**What is required**
Given the listing that follows, report all lines in which the string "CHECK" occurs.

___

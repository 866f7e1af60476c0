use anyhow::Result;
use sqlx::PgPool;

/// Create all tables idempotently.
pub async fn init_schema(pool: &PgPool) -> Result<()> {
    tracing::info!("Initializing PostgreSQL schema...");

    for (name, ddl) in [
        ("users", CREATE_USERS_TABLE),
        ("vendors", CREATE_VENDORS_TABLE),
        ("menu_items", CREATE_MENU_ITEMS_TABLE),
        ("wallets", CREATE_WALLETS_TABLE),
        ("wallet_transactions", CREATE_WALLET_TRANSACTIONS_TABLE),
        ("qr_tokens", CREATE_QR_TOKENS_TABLE),
        ("meal_transactions", CREATE_MEAL_TRANSACTIONS_TABLE),
        ("mess_fees", CREATE_MESS_FEES_TABLE),
        ("vendor_settlements", CREATE_VENDOR_SETTLEMENTS_TABLE),
    ] {
        sqlx::raw_sql(ddl)
            .execute(pool)
            .await
            .map_err(|e| anyhow::anyhow!("Failed to create {} table: {}", name, e))?;
    }

    tracing::info!("PostgreSQL schema initialized successfully");
    Ok(())
}

const CREATE_USERS_TABLE: &str = r#"
    CREATE TABLE IF NOT EXISTS users (
        id          UUID PRIMARY KEY,
        full_name   TEXT NOT NULL,
        role        TEXT NOT NULL CHECK (role IN ('student', 'vendor', 'admin')),
        is_active   BOOLEAN NOT NULL DEFAULT TRUE
    )
"#;

const CREATE_VENDORS_TABLE: &str = r#"
    CREATE TABLE IF NOT EXISTS vendors (
        id              UUID PRIMARY KEY,
        owner_user_id   UUID REFERENCES users(id),
        vendor_code     TEXT NOT NULL UNIQUE,
        name            TEXT NOT NULL,
        vendor_type     TEXT NOT NULL CHECK (vendor_type IN ('mess', 'canteen')),
        is_active       BOOLEAN NOT NULL DEFAULT TRUE
    )
"#;

const CREATE_MENU_ITEMS_TABLE: &str = r#"
    CREATE TABLE IF NOT EXISTS menu_items (
        id              UUID PRIMARY KEY,
        vendor_id       UUID NOT NULL REFERENCES vendors(id),
        name            TEXT NOT NULL,
        price           NUMERIC(12, 2) NOT NULL CHECK (price > 0),
        meal_type       TEXT NOT NULL,
        is_available    BOOLEAN NOT NULL DEFAULT TRUE
    )
"#;

const CREATE_WALLETS_TABLE: &str = r#"
    CREATE TABLE IF NOT EXISTS wallets (
        id          UUID PRIMARY KEY,
        user_id     UUID NOT NULL UNIQUE,
        balance     NUMERIC(14, 2) NOT NULL DEFAULT 0 CHECK (balance >= 0),
        currency    TEXT NOT NULL DEFAULT 'INR',
        created_at  TIMESTAMPTZ NOT NULL,
        updated_at  TIMESTAMPTZ NOT NULL
    )
"#;

const CREATE_WALLET_TRANSACTIONS_TABLE: &str = r#"
    CREATE TABLE IF NOT EXISTS wallet_transactions (
        id              UUID PRIMARY KEY,
        seq             BIGSERIAL,
        wallet_id       UUID NOT NULL REFERENCES wallets(id),
        direction       TEXT NOT NULL CHECK (direction IN ('credit', 'debit')),
        amount          NUMERIC(14, 2) NOT NULL CHECK (amount > 0),
        balance_before  NUMERIC(14, 2) NOT NULL,
        balance_after   NUMERIC(14, 2) NOT NULL,
        ref_kind        TEXT NOT NULL,
        ref_id          UUID,
        description     TEXT NOT NULL,
        status          TEXT NOT NULL DEFAULT 'completed',
        metadata        JSONB NOT NULL DEFAULT '{}'::jsonb,
        created_at      TIMESTAMPTZ NOT NULL
    );
    CREATE INDEX IF NOT EXISTS idx_wallet_transactions_wallet
        ON wallet_transactions (wallet_id, seq DESC)
"#;

const CREATE_QR_TOKENS_TABLE: &str = r#"
    CREATE TABLE IF NOT EXISTS qr_tokens (
        code_hash       TEXT PRIMARY KEY,
        subject_id      UUID,
        vendor_id       UUID,
        purpose         TEXT NOT NULL,
        issued_at       TIMESTAMPTZ NOT NULL,
        expires_at      TIMESTAMPTZ NOT NULL,
        used            BOOLEAN NOT NULL DEFAULT FALSE,
        used_at         TIMESTAMPTZ,
        used_by         UUID,
        transaction_id  UUID,
        metadata        JSONB NOT NULL DEFAULT '{}'::jsonb
    )
"#;

const CREATE_MEAL_TRANSACTIONS_TABLE: &str = r#"
    CREATE TABLE IF NOT EXISTS meal_transactions (
        id              UUID PRIMARY KEY,
        seq             BIGSERIAL,
        student_id      UUID NOT NULL,
        wallet_id       UUID NOT NULL REFERENCES wallets(id),
        vendor_id       UUID NOT NULL,
        menu_item_id    UUID NOT NULL,
        amount          NUMERIC(14, 2) NOT NULL CHECK (amount > 0),
        meal_type       TEXT NOT NULL,
        item_name       TEXT NOT NULL,
        token_hash      TEXT,
        ledger_entry_id UUID NOT NULL REFERENCES wallet_transactions(id),
        status          TEXT NOT NULL DEFAULT 'completed',
        metadata        JSONB NOT NULL DEFAULT '{}'::jsonb,
        created_at      TIMESTAMPTZ NOT NULL,
        processed_at    TIMESTAMPTZ NOT NULL
    );
    CREATE INDEX IF NOT EXISTS idx_meal_transactions_vendor
        ON meal_transactions (vendor_id, created_at);
    CREATE INDEX IF NOT EXISTS idx_meal_transactions_student
        ON meal_transactions (student_id, seq DESC)
"#;

const CREATE_MESS_FEES_TABLE: &str = r#"
    CREATE TABLE IF NOT EXISTS mess_fees (
        id              UUID PRIMARY KEY,
        student_id      UUID NOT NULL,
        wallet_id       UUID NOT NULL REFERENCES wallets(id),
        academic_year   TEXT NOT NULL,
        semester        TEXT,
        amount          NUMERIC(14, 2) NOT NULL CHECK (amount > 0),
        created_at      TIMESTAMPTZ NOT NULL,
        UNIQUE (student_id, academic_year)
    )
"#;

const CREATE_VENDOR_SETTLEMENTS_TABLE: &str = r#"
    CREATE TABLE IF NOT EXISTS vendor_settlements (
        id                  UUID PRIMARY KEY,
        vendor_id           UUID NOT NULL,
        period_start        TIMESTAMPTZ NOT NULL,
        period_end          TIMESTAMPTZ NOT NULL,
        transaction_count   BIGINT NOT NULL,
        total_amount        NUMERIC(16, 2) NOT NULL,
        commission_rate     NUMERIC(5, 2) NOT NULL,
        commission_amount   NUMERIC(22, 6) NOT NULL,
        net_amount          NUMERIC(22, 6) NOT NULL,
        status              TEXT NOT NULL DEFAULT 'pending',
        payment_reference   TEXT,
        paid_at             TIMESTAMPTZ,
        paid_by             UUID,
        created_at          TIMESTAMPTZ NOT NULL,
        UNIQUE (vendor_id, period_start, period_end)
    )
"#;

___

**Output**
        role        TEXT NOT NULL CHECK (role IN ('student', 'vendor', 'admin')),
        vendor_type     TEXT NOT NULL CHECK (vendor_type IN ('mess', 'canteen')),
        price           NUMERIC(12, 2) NOT NULL CHECK (price > 0),
        balance     NUMERIC(14, 2) NOT NULL DEFAULT 0 CHECK (balance >= 0),
        direction       TEXT NOT NULL CHECK (direction IN ('credit', 'debit')),
        amount          NUMERIC(14, 2) NOT NULL CHECK (amount > 0),
        amount          NUMERIC(14, 2) NOT NULL CHECK (amount > 0),
        amount          NUMERIC(14, 2) NOT NULL CHECK (amount > 0),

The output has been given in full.